PROBLEM REQUIREMENTS :: Transcribe, verbatim, every line from the start of the entries through the line that contains "pub use router::backend_router;"; include both boundary lines and omit all others.

BEGIN DATA TO EXAMINE

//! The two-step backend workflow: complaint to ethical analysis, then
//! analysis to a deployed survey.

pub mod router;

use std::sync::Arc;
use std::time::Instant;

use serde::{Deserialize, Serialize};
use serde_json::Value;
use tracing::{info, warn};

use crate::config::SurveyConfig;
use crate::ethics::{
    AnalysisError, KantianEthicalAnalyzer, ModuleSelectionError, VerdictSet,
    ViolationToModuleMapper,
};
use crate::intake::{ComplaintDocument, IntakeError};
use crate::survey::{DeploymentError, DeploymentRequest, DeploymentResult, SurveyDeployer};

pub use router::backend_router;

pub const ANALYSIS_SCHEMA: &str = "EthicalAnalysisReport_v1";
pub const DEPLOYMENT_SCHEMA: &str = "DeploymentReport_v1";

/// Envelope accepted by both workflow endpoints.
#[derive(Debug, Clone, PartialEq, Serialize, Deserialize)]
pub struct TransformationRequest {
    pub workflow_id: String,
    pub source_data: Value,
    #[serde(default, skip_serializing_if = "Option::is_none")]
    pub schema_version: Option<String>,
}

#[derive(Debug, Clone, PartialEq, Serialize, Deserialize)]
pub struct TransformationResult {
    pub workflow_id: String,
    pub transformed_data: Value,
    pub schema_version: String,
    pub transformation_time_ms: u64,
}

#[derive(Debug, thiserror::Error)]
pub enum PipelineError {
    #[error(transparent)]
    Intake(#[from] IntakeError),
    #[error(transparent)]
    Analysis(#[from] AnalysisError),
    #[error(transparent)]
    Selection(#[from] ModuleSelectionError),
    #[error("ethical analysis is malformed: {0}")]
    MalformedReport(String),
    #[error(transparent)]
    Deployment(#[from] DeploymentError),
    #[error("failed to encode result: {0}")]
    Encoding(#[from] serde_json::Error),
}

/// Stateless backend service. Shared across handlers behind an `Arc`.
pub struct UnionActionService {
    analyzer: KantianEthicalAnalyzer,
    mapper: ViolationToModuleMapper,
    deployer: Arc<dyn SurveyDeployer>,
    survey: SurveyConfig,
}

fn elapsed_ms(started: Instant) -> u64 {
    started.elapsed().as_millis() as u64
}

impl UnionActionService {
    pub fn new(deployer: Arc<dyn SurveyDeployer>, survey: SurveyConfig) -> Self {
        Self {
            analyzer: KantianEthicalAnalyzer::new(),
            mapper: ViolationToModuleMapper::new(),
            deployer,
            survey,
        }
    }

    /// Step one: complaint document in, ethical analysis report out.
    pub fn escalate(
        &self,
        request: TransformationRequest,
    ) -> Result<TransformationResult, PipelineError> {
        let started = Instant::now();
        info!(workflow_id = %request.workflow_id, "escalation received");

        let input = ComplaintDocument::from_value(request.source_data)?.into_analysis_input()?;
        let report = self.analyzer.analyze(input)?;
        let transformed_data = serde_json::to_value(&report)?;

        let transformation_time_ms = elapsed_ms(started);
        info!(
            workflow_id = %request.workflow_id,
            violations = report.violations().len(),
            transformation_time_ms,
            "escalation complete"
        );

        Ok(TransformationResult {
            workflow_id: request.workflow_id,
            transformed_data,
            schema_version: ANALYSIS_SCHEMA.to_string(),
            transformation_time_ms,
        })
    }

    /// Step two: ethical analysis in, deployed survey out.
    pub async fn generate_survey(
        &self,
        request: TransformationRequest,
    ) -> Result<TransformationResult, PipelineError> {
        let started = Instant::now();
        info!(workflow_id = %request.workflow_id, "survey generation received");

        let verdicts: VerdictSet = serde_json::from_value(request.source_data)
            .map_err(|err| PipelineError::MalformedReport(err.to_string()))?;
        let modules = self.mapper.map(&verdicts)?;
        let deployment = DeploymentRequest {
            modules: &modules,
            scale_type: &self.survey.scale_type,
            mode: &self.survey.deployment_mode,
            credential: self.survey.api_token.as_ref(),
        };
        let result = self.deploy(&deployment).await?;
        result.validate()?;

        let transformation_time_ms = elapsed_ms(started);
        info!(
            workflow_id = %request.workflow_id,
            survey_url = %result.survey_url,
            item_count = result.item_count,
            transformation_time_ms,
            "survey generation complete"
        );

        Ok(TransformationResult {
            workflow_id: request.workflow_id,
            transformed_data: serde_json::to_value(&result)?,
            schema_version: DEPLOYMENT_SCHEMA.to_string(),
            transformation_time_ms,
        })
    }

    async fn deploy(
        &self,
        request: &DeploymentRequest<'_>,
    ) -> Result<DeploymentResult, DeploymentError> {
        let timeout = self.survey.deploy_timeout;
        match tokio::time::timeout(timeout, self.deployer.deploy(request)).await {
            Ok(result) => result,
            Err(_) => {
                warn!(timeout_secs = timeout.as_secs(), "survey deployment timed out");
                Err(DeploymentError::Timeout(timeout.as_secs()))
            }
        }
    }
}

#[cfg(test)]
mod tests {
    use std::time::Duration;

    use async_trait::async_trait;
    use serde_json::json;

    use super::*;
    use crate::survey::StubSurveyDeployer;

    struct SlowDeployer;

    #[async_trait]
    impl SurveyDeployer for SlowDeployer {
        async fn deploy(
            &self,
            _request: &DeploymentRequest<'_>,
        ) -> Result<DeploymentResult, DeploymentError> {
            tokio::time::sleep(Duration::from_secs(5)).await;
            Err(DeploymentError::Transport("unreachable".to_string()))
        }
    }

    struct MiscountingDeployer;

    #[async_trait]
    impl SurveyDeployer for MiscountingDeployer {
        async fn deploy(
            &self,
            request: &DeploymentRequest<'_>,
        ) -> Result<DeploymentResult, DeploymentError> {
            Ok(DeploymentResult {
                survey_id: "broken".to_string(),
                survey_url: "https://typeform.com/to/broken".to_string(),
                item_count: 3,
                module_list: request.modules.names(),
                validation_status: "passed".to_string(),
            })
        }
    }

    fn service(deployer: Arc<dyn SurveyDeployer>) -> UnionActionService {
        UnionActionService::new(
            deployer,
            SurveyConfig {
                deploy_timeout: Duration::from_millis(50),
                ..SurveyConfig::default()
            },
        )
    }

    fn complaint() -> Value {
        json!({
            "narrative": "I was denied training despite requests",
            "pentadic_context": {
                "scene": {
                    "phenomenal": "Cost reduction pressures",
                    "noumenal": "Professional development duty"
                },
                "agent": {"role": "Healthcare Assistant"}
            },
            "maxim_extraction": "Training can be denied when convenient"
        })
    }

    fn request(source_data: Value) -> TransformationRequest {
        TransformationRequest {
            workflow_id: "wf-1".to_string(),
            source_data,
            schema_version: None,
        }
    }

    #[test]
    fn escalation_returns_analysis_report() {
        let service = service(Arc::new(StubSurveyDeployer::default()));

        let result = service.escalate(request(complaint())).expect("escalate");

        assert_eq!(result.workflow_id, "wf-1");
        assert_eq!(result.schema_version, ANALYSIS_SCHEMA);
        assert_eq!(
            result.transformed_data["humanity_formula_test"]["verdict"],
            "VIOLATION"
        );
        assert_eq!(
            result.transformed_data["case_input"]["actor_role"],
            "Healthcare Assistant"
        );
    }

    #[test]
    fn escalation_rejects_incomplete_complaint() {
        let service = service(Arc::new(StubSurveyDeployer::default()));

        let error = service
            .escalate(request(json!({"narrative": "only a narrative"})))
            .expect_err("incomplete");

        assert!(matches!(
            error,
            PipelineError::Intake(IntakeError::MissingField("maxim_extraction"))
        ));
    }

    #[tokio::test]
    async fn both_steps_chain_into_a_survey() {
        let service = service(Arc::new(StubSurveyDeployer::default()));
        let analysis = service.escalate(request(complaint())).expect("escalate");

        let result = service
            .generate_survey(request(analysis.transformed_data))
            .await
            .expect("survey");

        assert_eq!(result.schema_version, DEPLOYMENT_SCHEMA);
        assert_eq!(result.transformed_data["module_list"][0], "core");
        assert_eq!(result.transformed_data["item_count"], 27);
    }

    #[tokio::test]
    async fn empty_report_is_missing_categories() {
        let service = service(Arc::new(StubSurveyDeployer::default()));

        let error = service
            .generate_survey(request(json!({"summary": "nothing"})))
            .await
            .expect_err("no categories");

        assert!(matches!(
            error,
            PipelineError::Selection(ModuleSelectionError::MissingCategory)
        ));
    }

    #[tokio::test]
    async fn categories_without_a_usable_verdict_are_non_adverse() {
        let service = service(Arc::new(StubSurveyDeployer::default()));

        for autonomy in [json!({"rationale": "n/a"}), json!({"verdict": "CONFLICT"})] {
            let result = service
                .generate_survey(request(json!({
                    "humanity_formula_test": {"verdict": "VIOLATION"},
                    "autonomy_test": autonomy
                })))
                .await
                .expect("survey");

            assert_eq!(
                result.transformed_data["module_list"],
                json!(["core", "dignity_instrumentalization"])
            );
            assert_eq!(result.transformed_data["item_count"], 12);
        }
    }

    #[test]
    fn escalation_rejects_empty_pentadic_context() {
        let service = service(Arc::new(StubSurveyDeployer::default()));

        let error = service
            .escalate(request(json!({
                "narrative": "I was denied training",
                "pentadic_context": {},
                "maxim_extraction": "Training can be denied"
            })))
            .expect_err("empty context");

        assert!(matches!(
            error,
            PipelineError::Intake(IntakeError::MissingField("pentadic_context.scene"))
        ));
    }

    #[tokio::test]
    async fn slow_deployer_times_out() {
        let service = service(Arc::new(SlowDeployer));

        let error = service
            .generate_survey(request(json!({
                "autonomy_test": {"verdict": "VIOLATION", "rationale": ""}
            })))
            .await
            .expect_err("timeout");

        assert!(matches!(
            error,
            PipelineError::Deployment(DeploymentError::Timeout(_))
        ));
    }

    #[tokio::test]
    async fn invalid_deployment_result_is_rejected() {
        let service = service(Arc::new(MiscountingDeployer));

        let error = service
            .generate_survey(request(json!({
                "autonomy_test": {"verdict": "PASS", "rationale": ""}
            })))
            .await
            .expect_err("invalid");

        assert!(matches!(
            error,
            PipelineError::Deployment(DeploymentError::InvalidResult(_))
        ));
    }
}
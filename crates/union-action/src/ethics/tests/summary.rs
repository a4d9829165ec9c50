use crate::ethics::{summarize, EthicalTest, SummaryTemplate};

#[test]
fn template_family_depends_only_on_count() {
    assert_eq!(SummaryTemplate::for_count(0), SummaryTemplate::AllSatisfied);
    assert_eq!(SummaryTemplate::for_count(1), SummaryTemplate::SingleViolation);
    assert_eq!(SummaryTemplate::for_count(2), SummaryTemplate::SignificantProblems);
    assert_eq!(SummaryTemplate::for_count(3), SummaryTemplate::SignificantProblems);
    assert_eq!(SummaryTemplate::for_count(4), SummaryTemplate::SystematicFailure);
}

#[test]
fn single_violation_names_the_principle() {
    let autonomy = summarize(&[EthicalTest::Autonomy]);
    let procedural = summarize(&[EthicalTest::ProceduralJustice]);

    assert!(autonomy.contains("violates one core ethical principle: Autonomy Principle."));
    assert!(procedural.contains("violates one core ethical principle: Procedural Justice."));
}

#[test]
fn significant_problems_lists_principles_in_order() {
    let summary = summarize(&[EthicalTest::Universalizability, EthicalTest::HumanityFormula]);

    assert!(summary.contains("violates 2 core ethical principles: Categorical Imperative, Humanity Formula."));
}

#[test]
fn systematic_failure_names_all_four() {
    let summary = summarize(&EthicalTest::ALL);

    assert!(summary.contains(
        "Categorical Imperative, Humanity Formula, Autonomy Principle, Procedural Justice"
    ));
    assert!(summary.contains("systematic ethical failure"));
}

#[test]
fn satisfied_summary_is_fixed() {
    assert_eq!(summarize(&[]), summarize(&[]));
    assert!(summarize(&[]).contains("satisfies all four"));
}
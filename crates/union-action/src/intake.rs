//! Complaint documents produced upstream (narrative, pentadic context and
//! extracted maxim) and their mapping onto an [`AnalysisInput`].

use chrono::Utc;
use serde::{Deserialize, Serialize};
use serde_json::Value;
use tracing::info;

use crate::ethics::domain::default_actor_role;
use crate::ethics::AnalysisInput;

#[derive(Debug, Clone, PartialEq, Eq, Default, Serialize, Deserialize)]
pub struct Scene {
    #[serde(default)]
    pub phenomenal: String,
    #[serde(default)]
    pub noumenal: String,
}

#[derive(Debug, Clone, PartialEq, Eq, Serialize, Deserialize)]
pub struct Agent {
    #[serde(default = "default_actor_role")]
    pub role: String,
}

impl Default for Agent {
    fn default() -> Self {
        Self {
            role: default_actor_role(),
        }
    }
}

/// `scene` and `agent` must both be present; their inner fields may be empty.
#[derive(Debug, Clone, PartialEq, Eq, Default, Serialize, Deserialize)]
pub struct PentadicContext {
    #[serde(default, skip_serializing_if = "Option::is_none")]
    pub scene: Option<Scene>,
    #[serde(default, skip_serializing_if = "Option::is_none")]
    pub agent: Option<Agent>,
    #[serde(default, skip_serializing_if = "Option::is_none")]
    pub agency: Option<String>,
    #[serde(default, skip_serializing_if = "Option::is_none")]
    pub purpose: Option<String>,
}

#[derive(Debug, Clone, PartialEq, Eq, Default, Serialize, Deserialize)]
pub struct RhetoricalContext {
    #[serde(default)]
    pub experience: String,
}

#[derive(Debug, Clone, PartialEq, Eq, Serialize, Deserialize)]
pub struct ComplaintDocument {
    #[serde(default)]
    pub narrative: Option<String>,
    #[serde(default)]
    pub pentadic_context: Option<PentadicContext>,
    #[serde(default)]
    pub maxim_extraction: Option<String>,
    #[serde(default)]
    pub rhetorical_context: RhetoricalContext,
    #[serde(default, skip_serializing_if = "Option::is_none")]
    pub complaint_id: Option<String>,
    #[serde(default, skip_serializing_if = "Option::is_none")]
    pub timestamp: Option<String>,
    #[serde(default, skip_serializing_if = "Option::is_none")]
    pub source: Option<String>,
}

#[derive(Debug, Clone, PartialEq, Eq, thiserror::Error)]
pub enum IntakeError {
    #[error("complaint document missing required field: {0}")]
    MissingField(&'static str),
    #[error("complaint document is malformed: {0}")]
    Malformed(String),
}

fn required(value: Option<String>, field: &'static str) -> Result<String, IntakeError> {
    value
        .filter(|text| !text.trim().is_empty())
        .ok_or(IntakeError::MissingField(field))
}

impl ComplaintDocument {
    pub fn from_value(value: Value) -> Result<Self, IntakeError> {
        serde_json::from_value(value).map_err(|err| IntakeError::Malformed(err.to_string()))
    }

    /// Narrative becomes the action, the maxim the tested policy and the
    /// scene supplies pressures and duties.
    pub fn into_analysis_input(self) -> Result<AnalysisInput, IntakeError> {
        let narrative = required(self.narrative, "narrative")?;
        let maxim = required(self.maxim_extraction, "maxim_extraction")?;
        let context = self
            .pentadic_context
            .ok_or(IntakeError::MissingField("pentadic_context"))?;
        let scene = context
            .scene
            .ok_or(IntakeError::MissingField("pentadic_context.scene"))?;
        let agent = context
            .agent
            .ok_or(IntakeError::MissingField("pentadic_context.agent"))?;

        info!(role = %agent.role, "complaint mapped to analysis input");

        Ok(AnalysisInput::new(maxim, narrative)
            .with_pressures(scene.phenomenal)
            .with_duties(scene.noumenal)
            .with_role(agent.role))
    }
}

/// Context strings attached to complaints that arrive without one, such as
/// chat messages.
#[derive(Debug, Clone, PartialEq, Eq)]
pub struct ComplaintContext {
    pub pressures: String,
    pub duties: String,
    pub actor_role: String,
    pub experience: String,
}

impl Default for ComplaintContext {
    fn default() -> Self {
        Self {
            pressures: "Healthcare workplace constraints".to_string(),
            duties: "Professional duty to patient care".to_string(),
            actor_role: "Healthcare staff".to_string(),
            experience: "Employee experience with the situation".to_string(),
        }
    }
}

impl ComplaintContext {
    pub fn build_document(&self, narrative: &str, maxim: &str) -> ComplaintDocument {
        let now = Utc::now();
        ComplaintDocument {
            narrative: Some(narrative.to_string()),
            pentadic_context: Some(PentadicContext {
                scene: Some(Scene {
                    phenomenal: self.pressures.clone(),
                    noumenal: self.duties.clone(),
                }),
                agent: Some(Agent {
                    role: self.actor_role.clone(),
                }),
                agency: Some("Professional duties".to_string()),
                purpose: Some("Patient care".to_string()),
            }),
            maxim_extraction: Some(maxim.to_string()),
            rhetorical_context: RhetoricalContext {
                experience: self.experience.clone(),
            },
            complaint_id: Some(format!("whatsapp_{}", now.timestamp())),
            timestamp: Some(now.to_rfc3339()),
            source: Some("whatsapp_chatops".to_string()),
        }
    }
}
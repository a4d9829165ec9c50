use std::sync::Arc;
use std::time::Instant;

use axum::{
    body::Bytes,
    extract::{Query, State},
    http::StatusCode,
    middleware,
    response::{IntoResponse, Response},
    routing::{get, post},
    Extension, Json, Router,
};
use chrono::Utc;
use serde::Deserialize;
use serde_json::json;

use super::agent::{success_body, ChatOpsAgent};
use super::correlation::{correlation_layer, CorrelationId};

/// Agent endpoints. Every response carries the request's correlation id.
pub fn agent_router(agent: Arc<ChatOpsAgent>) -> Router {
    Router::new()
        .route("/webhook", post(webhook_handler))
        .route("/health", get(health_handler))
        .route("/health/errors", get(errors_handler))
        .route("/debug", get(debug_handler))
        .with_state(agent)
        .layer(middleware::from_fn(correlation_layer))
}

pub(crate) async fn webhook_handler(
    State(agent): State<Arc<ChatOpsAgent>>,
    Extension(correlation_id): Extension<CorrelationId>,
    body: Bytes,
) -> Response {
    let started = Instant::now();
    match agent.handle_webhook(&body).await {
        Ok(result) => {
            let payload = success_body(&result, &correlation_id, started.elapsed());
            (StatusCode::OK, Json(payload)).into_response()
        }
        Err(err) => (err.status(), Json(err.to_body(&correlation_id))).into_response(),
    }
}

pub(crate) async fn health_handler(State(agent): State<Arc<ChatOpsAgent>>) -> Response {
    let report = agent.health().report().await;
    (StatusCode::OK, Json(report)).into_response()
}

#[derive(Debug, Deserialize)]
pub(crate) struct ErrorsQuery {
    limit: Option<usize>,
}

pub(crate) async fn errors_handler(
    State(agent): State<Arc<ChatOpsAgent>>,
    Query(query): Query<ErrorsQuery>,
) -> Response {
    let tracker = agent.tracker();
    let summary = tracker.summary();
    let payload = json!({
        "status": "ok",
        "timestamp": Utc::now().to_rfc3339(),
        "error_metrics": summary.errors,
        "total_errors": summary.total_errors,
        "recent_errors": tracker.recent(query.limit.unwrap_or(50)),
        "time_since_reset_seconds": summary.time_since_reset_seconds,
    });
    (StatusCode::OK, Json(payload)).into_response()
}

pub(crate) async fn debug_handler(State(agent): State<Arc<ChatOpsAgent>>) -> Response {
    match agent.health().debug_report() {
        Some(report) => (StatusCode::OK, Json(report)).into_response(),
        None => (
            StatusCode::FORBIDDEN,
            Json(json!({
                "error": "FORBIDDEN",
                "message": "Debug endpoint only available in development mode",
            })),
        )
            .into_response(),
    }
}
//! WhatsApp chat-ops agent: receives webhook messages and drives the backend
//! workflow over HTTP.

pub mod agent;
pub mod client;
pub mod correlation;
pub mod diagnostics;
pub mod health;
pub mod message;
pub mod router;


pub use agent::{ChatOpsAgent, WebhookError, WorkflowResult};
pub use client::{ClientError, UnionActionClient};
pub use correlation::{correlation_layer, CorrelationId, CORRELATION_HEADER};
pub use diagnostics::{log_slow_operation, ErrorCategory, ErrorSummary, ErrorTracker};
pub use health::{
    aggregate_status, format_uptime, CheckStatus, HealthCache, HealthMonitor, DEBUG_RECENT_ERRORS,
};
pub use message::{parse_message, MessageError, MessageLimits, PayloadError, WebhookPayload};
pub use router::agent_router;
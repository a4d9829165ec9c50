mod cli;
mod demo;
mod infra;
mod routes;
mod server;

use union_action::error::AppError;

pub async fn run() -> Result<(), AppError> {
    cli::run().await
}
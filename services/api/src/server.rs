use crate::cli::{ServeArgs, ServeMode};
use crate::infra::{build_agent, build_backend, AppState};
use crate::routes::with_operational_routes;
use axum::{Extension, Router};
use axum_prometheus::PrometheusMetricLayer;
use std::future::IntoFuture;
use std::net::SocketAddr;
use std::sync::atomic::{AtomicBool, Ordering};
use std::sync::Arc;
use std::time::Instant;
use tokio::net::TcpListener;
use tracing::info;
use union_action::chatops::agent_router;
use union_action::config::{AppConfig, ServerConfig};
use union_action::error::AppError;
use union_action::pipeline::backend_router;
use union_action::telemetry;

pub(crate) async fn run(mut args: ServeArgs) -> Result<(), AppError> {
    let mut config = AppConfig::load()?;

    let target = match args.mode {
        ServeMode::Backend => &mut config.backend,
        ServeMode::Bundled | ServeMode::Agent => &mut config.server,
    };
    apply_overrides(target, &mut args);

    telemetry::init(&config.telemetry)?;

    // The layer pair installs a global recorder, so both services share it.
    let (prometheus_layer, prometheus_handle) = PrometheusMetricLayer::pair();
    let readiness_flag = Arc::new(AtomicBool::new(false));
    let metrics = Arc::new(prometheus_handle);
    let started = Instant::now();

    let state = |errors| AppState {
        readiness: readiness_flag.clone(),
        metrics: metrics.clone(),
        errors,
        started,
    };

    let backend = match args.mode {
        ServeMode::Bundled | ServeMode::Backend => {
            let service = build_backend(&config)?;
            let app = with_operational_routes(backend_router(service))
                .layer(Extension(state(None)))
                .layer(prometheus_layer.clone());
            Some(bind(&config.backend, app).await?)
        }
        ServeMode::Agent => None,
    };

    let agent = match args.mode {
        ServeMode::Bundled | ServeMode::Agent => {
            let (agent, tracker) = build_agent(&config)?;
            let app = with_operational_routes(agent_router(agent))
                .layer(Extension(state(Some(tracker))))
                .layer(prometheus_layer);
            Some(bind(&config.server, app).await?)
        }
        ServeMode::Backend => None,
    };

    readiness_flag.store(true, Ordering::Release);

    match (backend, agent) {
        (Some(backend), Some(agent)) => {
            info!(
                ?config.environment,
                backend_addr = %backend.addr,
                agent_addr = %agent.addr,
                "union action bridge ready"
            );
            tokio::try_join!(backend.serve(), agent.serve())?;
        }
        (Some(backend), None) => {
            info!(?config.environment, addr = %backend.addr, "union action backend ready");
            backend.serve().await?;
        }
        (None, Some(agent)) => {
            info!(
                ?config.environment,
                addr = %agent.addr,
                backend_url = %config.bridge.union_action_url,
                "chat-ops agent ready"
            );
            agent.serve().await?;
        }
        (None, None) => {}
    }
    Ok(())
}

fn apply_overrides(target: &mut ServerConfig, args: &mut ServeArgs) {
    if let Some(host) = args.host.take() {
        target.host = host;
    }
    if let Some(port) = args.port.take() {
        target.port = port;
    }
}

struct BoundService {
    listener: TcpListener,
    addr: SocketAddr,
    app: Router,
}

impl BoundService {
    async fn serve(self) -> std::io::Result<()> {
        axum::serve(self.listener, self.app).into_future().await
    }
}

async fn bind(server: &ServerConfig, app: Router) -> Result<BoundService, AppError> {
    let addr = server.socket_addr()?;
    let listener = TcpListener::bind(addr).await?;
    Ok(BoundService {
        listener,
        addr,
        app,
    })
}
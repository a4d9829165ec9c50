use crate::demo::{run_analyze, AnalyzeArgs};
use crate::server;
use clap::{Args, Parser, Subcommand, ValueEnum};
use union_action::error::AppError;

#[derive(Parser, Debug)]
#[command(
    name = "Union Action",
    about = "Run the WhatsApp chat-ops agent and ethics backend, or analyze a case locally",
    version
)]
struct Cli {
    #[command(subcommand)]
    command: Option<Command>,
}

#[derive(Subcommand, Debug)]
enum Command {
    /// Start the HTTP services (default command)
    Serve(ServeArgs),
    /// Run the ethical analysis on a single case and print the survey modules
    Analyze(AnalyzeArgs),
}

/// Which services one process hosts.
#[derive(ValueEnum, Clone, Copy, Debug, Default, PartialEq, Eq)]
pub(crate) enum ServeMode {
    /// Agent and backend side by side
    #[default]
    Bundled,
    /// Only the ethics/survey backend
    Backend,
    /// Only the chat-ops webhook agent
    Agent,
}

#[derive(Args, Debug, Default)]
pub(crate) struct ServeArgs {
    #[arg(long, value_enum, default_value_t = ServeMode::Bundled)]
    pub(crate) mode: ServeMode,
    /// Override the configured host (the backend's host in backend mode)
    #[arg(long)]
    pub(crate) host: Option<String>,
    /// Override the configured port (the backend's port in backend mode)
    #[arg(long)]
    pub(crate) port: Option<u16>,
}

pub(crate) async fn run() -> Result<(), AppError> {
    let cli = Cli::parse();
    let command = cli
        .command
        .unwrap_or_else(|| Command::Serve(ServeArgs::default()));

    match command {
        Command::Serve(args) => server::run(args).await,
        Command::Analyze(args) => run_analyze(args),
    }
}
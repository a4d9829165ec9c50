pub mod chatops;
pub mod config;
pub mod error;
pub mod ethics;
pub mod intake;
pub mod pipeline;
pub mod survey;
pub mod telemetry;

END DATA TO EXAMINE

TASK OUTPUT ::
//! The two-step backend workflow: complaint to ethical analysis, then
//! analysis to a deployed survey.

pub mod router;

use std::sync::Arc;
use std::time::Instant;

use serde::{Deserialize, Serialize};
use serde_json::Value;
use tracing::{info, warn};

use crate::config::SurveyConfig;
use crate::ethics::{
    AnalysisError, KantianEthicalAnalyzer, ModuleSelectionError, VerdictSet,
    ViolationToModuleMapper,
};
use crate::intake::{ComplaintDocument, IntakeError};
use crate::survey::{DeploymentError, DeploymentRequest, DeploymentResult, SurveyDeployer};

pub use router::backend_router;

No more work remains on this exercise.